Here are the cities where manufacturing hiring is strongest

Here are the cities where manufacturing hiring is strongest

Feb 27, 2017

By Craig M. Douglas and Joe Martin, Houston Business Journal The manufacturing industry made headlines recently following a Feb. 23 meeting between President Donald Trump and some of the country’s largest manufacturing CEOs. Whether any policy changes will emerge from the discussion remains to be seen, but the best strategy — in terms of fostering growth throughout the U.S. manufacturing sector — may be simply to do nothing. That’s because U.S. manufacturing jobs have been on the increase for the better part of five years. Manufacturing jobs declined by around 1 million positions throughout the nation’s 107 largest metros between 2006 and 2016, with some areas losing more than a quarter of their workforces. Meanwhile, between 2011 and 2016, those same 107 areas saw a 4 percent increase in manufacturing hiring. The uptick equated to a net increase of roughly 280,000 jobs, according to data from the Bureau of Labor Statistics. Houston saw a slightly different trajectory. Between 2006 and 2016, the Houston area added 5,600 manufacturing jobs, however, between 2011 and 2016 Houston saw a net decrease of 900 jobs as the energy industry went through a downturn, according to the data. Two-thirds of Houston’s manufacturing jobs are related to durable goods, or items with a useful life of three or more years, including oil field equipment, steel and computers, according to the Greater Houston Partnership. And while Houston saw a slight decrease between 2011 and 2016 — an atypical trend for the 107 cities surveyed — the GHP says the manufacturing sector is expected to increase in 2017.   The gains reported between 2011 and 2016 were spread throughout the country.
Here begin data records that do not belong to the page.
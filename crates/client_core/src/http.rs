use async_trait::async_trait;
use reqwest::{Client, Method, RequestBuilder, StatusCode};
use serde::de::DeserializeOwned;
use shared::{
    domain::{Algorithm, AlgorithmDraft, AlgorithmId, Note, Proposal, Slug},
    error::{ApiError, ErrorCode},
    protocol::{
        AlgorithmPage, ListFilter, NotePage, NoteUpsert, ProposalPage, ProposalPayload,
        ProposalQuery, ReviewRequest, VoteRequest, VoteResponse,
    },
};
use url::Url;

use crate::gateway::{ApiGateway, GatewayResult};

/// REST implementation of [`ApiGateway`]. Session transport is external:
/// the gateway only attaches a bearer token when one is injected.
pub struct HttpGateway {
    http: Client,
    base: Url,
    bearer_token: Option<String>,
}

impl HttpGateway {
    pub fn new(base_url: &str) -> Result<Self, ApiError> {
        let mut base = Url::parse(base_url)
            .map_err(|err| ApiError::new(ErrorCode::Validation, format!("invalid base url: {err}")))?;
        // Url::join treats a missing trailing slash as a file segment.
        if !base.path().ends_with('/') {
            let path = format!("{}/", base.path());
            base.set_path(&path);
        }
        Ok(Self {
            http: Client::new(),
            base,
            bearer_token: None,
        })
    }

    pub fn with_bearer_token(mut self, token: impl Into<String>) -> Self {
        self.bearer_token = Some(token.into());
        self
    }

    fn endpoint(&self, path: &str) -> GatewayResult<Url> {
        self.base
            .join(path)
            .map_err(|err| ApiError::new(ErrorCode::Validation, format!("invalid endpoint: {err}")))
    }

    fn request(&self, method: Method, url: Url) -> RequestBuilder {
        let mut builder = self.http.request(method, url);
        if let Some(token) = &self.bearer_token {
            builder = builder.bearer_auth(token);
        }
        builder
    }

    async fn execute<T: DeserializeOwned>(&self, builder: RequestBuilder) -> GatewayResult<T> {
        let response = builder.send().await.map_err(transport_error)?;
        let status = response.status();
        if !status.is_success() {
            let body = response.text().await.unwrap_or_default();
            return Err(decode_error(status, &body));
        }
        response.json::<T>().await.map_err(|err| {
            ApiError::new(ErrorCode::Internal, format!("malformed response body: {err}"))
        })
    }

    async fn execute_empty(&self, builder: RequestBuilder) -> GatewayResult<()> {
        let response = builder.send().await.map_err(transport_error)?;
        let status = response.status();
        if !status.is_success() {
            let body = response.text().await.unwrap_or_default();
            return Err(decode_error(status, &body));
        }
        Ok(())
    }
}

fn transport_error(err: reqwest::Error) -> ApiError {
    ApiError::new(ErrorCode::Internal, format!("transport failure: {err}"))
}

/// Prefer the structured `{code, message}` body; fall back to mapping the
/// HTTP status.
fn decode_error(status: StatusCode, body: &str) -> ApiError {
    if let Ok(err) = serde_json::from_str::<ApiError>(body) {
        return err;
    }
    let code = match status {
        StatusCode::BAD_REQUEST => ErrorCode::Validation,
        StatusCode::UNAUTHORIZED => ErrorCode::Unauthorized,
        StatusCode::FORBIDDEN => ErrorCode::Forbidden,
        StatusCode::NOT_FOUND => ErrorCode::NotFound,
        _ => ErrorCode::Internal,
    };
    let message = if body.is_empty() {
        status.to_string()
    } else {
        body.to_string()
    };
    ApiError::new(code, message)
}

#[async_trait]
impl ApiGateway for HttpGateway {
    async fn list_algorithms(&self, filter: &ListFilter) -> GatewayResult<AlgorithmPage> {
        let url = self.endpoint("api/algorithms")?;
        self.execute(self.request(Method::GET, url).query(filter))
            .await
    }

    async fn search_algorithms(&self, query: &str) -> GatewayResult<AlgorithmPage> {
        let url = self.endpoint("api/algorithms/search")?;
        self.execute(self.request(Method::GET, url).query(&[("q", query)]))
            .await
    }

    async fn get_algorithm(&self, slug: &Slug) -> GatewayResult<Algorithm> {
        let url = self.endpoint(&format!("api/algorithms/{slug}"))?;
        self.execute(self.request(Method::GET, url)).await
    }

    async fn create_algorithm(&self, payload: &AlgorithmDraft) -> GatewayResult<Algorithm> {
        let url = self.endpoint("api/algorithms")?;
        self.execute(self.request(Method::POST, url).json(payload))
            .await
    }

    async fn update_algorithm(
        &self,
        slug: &Slug,
        payload: &AlgorithmDraft,
    ) -> GatewayResult<Algorithm> {
        let url = self.endpoint(&format!("api/algorithms/{slug}"))?;
        self.execute(self.request(Method::PUT, url).json(payload))
            .await
    }

    async fn delete_algorithm(&self, slug: &Slug) -> GatewayResult<()> {
        let url = self.endpoint(&format!("api/algorithms/{slug}"))?;
        self.execute_empty(self.request(Method::DELETE, url)).await
    }

    async fn vote_algorithm(
        &self,
        slug: &Slug,
        request: &VoteRequest,
    ) -> GatewayResult<VoteResponse> {
        let url = self.endpoint(&format!("api/algorithms/{slug}/vote"))?;
        self.execute(self.request(Method::POST, url).json(request))
            .await
    }

    async fn list_categories(&self) -> GatewayResult<Vec<String>> {
        let url = self.endpoint("api/categories")?;
        self.execute(self.request(Method::GET, url)).await
    }

    async fn list_proposals(&self, query: &ProposalQuery) -> GatewayResult<ProposalPage> {
        let url = self.endpoint("api/proposals")?;
        self.execute(self.request(Method::GET, url).query(query))
            .await
    }

    async fn get_proposal(&self, slug: &Slug) -> GatewayResult<Proposal> {
        let url = self.endpoint(&format!("api/proposals/{slug}"))?;
        self.execute(self.request(Method::GET, url)).await
    }

    async fn create_proposal(&self, payload: &ProposalPayload) -> GatewayResult<Proposal> {
        let url = self.endpoint("api/proposals")?;
        self.execute(self.request(Method::POST, url).json(payload))
            .await
    }

    async fn update_proposal(
        &self,
        slug: &Slug,
        payload: &ProposalPayload,
    ) -> GatewayResult<Proposal> {
        let url = self.endpoint(&format!("api/proposals/{slug}"))?;
        self.execute(self.request(Method::PUT, url).json(payload))
            .await
    }

    async fn review_proposal(
        &self,
        slug: &Slug,
        request: &ReviewRequest,
    ) -> GatewayResult<Proposal> {
        let url = self.endpoint(&format!("api/proposals/{slug}/review"))?;
        self.execute(self.request(Method::PUT, url).json(request))
            .await
    }

    async fn delete_proposal(&self, slug: &Slug) -> GatewayResult<()> {
        let url = self.endpoint(&format!("api/proposals/{slug}"))?;
        self.execute_empty(self.request(Method::DELETE, url)).await
    }

    async fn get_note(&self, algorithm_id: AlgorithmId) -> GatewayResult<Note> {
        let url = self.endpoint(&format!("api/notes/{}", algorithm_id.0))?;
        self.execute(self.request(Method::GET, url)).await
    }

    async fn upsert_note(&self, payload: &NoteUpsert) -> GatewayResult<Note> {
        let url = self.endpoint("api/notes")?;
        self.execute(self.request(Method::POST, url).json(payload))
            .await
    }

    async fn list_my_notes(&self, page: u64, limit: u64) -> GatewayResult<NotePage> {
        let url = self.endpoint("api/notes/mine")?;
        self.execute(
            self.request(Method::GET, url)
                .query(&[("page", page), ("limit", limit)]),
        )
        .await
    }
}
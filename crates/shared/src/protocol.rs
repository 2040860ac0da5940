use serde::{Deserialize, Serialize};

use crate::domain::{
    Algorithm, AlgorithmDraft, AlgorithmId, Difficulty, Note, Proposal, ProposalKind,
    ProposalStatus, VoteDirection,
};

pub const DEFAULT_PAGE_SIZE: u64 = 20;

/// Pagination metadata. Always committed to a store in the same transition
/// as the list it describes.
#[derive(Debug, Clone, Copy, PartialEq, Eq, Serialize, Deserialize)]
#[serde(rename_all = "camelCase")]
pub struct PageInfo {
    pub total: u64,
    pub pages: u64,
    pub current_page: u64,
}

impl Default for PageInfo {
    fn default() -> Self {
        Self {
            total: 0,
            pages: 0,
            current_page: 1,
        }
    }
}

#[derive(Debug, Clone, PartialEq, Serialize, Deserialize)]
pub struct AlgorithmPage {
    #[serde(default)]
    pub algorithms: Vec<Algorithm>,
    #[serde(flatten)]
    pub page: PageInfo,
}

#[derive(Debug, Clone, PartialEq, Serialize, Deserialize)]
pub struct ProposalPage {
    #[serde(default)]
    pub proposals: Vec<Proposal>,
    #[serde(flatten)]
    pub page: PageInfo,
}

#[derive(Debug, Clone, PartialEq, Serialize, Deserialize)]
pub struct NotePage {
    #[serde(default)]
    pub notes: Vec<Note>,
    #[serde(flatten)]
    pub page: PageInfo,
}

/// Query parameters for the plain/filtered algorithm listing.
#[derive(Debug, Clone, PartialEq, Serialize)]
#[serde(rename_all = "camelCase")]
pub struct ListFilter {
    #[serde(skip_serializing_if = "Option::is_none")]
    pub difficulty: Option<Difficulty>,
    #[serde(skip_serializing_if = "Option::is_none")]
    pub category: Option<String>,
    pub page: u64,
    pub limit: u64,
}

impl Default for ListFilter {
    fn default() -> Self {
        Self {
            difficulty: None,
            category: None,
            page: 1,
            limit: DEFAULT_PAGE_SIZE,
        }
    }
}

impl ListFilter {
    pub fn is_filtered(&self) -> bool {
        self.difficulty.is_some() || self.category.is_some()
    }
}

#[derive(Debug, Clone, Default, PartialEq, Serialize)]
#[serde(rename_all = "camelCase")]
pub struct ProposalQuery {
    #[serde(skip_serializing_if = "Option::is_none")]
    pub status: Option<ProposalStatus>,
    #[serde(skip_serializing_if = "Option::is_none")]
    pub page: Option<u64>,
    #[serde(skip_serializing_if = "Option::is_none")]
    pub limit: Option<u64>,
}

/// Vote intent. `direction` is the single canonical field name for the
/// payload; the server answers with the reconciled entity.
#[derive(Debug, Clone, Copy, PartialEq, Eq, Serialize, Deserialize)]
pub struct VoteRequest {
    pub direction: VoteDirection,
}

#[derive(Debug, Clone, PartialEq, Serialize, Deserialize)]
pub struct VoteResponse {
    pub algorithm: Algorithm,
}

#[derive(Debug, Clone, PartialEq, Serialize, Deserialize)]
#[serde(rename_all = "camelCase")]
pub struct ProposalPayload {
    pub kind: ProposalKind,
    #[serde(default, skip_serializing_if = "Option::is_none")]
    pub target: Option<AlgorithmId>,
    pub draft: AlgorithmDraft,
}

#[derive(Debug, Clone, PartialEq, Serialize, Deserialize)]
#[serde(rename_all = "camelCase")]
pub struct ReviewRequest {
    pub status: ProposalStatus,
    #[serde(default, skip_serializing_if = "Option::is_none")]
    pub comment: Option<String>,
}

#[derive(Debug, Clone, PartialEq, Serialize, Deserialize)]
#[serde(rename_all = "camelCase")]
pub struct NoteUpsert {
    pub algorithm_id: AlgorithmId,
    pub content: String,
}
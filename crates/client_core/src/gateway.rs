use async_trait::async_trait;
use shared::{
    domain::{Algorithm, AlgorithmDraft, AlgorithmId, Note, Proposal, Slug},
    error::{ApiError, ErrorCode},
    protocol::{
        AlgorithmPage, ListFilter, NotePage, NoteUpsert, ProposalPage, ProposalPayload,
        ProposalQuery, ReviewRequest, VoteRequest, VoteResponse,
    },
};

pub type GatewayResult<T> = Result<T, ApiError>;

/// One method per backend endpoint. Implementations perform the network
/// call and return the decoded payload or an [`ApiError`]; the entity
/// stores are the only callers inside the core.
#[async_trait]
pub trait ApiGateway: Send + Sync {
    async fn list_algorithms(&self, filter: &ListFilter) -> GatewayResult<AlgorithmPage>;
    async fn search_algorithms(&self, query: &str) -> GatewayResult<AlgorithmPage>;
    async fn get_algorithm(&self, slug: &Slug) -> GatewayResult<Algorithm>;
    async fn create_algorithm(&self, payload: &AlgorithmDraft) -> GatewayResult<Algorithm>;
    async fn update_algorithm(
        &self,
        slug: &Slug,
        payload: &AlgorithmDraft,
    ) -> GatewayResult<Algorithm>;
    async fn delete_algorithm(&self, slug: &Slug) -> GatewayResult<()>;
    async fn vote_algorithm(&self, slug: &Slug, request: &VoteRequest)
        -> GatewayResult<VoteResponse>;
    async fn list_categories(&self) -> GatewayResult<Vec<String>>;

    async fn list_proposals(&self, query: &ProposalQuery) -> GatewayResult<ProposalPage>;
    async fn get_proposal(&self, slug: &Slug) -> GatewayResult<Proposal>;
    async fn create_proposal(&self, payload: &ProposalPayload) -> GatewayResult<Proposal>;
    async fn update_proposal(
        &self,
        slug: &Slug,
        payload: &ProposalPayload,
    ) -> GatewayResult<Proposal>;
    async fn review_proposal(
        &self,
        slug: &Slug,
        request: &ReviewRequest,
    ) -> GatewayResult<Proposal>;
    async fn delete_proposal(&self, slug: &Slug) -> GatewayResult<()>;

    async fn get_note(&self, algorithm_id: AlgorithmId) -> GatewayResult<Note>;
    async fn upsert_note(&self, payload: &NoteUpsert) -> GatewayResult<Note>;
    async fn list_my_notes(&self, page: u64, limit: u64) -> GatewayResult<NotePage>;
}

/// Null gateway for contexts without a configured backend; every call is
/// rejected.
pub struct MissingGateway;

fn unavailable() -> ApiError {
    ApiError::new(ErrorCode::Internal, "backend gateway is unavailable")
}

#[async_trait]
impl ApiGateway for MissingGateway {
    async fn list_algorithms(&self, _filter: &ListFilter) -> GatewayResult<AlgorithmPage> {
        Err(unavailable())
    }

    async fn search_algorithms(&self, _query: &str) -> GatewayResult<AlgorithmPage> {
        Err(unavailable())
    }

    async fn get_algorithm(&self, _slug: &Slug) -> GatewayResult<Algorithm> {
        Err(unavailable())
    }

    async fn create_algorithm(&self, _payload: &AlgorithmDraft) -> GatewayResult<Algorithm> {
        Err(unavailable())
    }

    async fn update_algorithm(
        &self,
        _slug: &Slug,
        _payload: &AlgorithmDraft,
    ) -> GatewayResult<Algorithm> {
        Err(unavailable())
    }

    async fn delete_algorithm(&self, _slug: &Slug) -> GatewayResult<()> {
        Err(unavailable())
    }

    async fn vote_algorithm(
        &self,
        _slug: &Slug,
        _request: &VoteRequest,
    ) -> GatewayResult<VoteResponse> {
        Err(unavailable())
    }

    async fn list_categories(&self) -> GatewayResult<Vec<String>> {
        Err(unavailable())
    }

    async fn list_proposals(&self, _query: &ProposalQuery) -> GatewayResult<ProposalPage> {
        Err(unavailable())
    }

    async fn get_proposal(&self, _slug: &Slug) -> GatewayResult<Proposal> {
        Err(unavailable())
    }

    async fn create_proposal(&self, _payload: &ProposalPayload) -> GatewayResult<Proposal> {
        Err(unavailable())
    }

    async fn update_proposal(
        &self,
        _slug: &Slug,
        _payload: &ProposalPayload,
    ) -> GatewayResult<Proposal> {
        Err(unavailable())
    }

    async fn review_proposal(
        &self,
        _slug: &Slug,
        _request: &ReviewRequest,
    ) -> GatewayResult<Proposal> {
        Err(unavailable())
    }

    async fn delete_proposal(&self, _slug: &Slug) -> GatewayResult<()> {
        Err(unavailable())
    }

    async fn get_note(&self, _algorithm_id: AlgorithmId) -> GatewayResult<Note> {
        Err(unavailable())
    }

    async fn upsert_note(&self, _payload: &NoteUpsert) -> GatewayResult<Note> {
        Err(unavailable())
    }

    async fn list_my_notes(&self, _page: u64, _limit: u64) -> GatewayResult<NotePage> {
        Err(unavailable())
    }
}
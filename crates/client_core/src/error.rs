use shared::error::{ApiError, ErrorCode};
use thiserror::Error;

/// Store-local failure taxonomy. `NotAuthorized` is produced by the local
/// precheck and never reaches the network; the remaining variants forward
/// gateway rejections, which the stores treat uniformly.
#[derive(Debug, Clone, PartialEq, Eq, Error)]
pub enum StoreError {
    #[error("not authorized")]
    NotAuthorized,
    #[error("not found: {0}")]
    NotFound(String),
    #[error("validation rejected: {0}")]
    Validation(String),
    #[error("server failure: {0}")]
    Server(String),
}

impl From<ApiError> for StoreError {
    fn from(err: ApiError) -> Self {
        match err.code {
            ErrorCode::NotFound => StoreError::NotFound(err.message),
            ErrorCode::Validation => StoreError::Validation(err.message),
            // Network-side auth rejections are opaque to the store, unlike
            // the local precheck.
            ErrorCode::Unauthorized | ErrorCode::Forbidden | ErrorCode::Internal => {
                StoreError::Server(err.message)
            }
        }
    }
}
Top among all metros was Louisville, Kentucky, where makers of everything from cars to guns to bourbon boosted hiring by 27.2 percent. Further south in Nashville, Tennessee, hiring spiked 27 percent, while in the Daytona Beach area of Florida it increased by 25.3 percent. In terms of actual jobs created, Detroit reported the biggest gains with some 37,500 new manufacturing jobs added between 2011 and 2016. Nearby, Grand Rapids, Michigan, ranked second, with a net of 21,000 new jobs, while Nashville was third at 18,300, according to the BLS data. The nation’s three-largest cities...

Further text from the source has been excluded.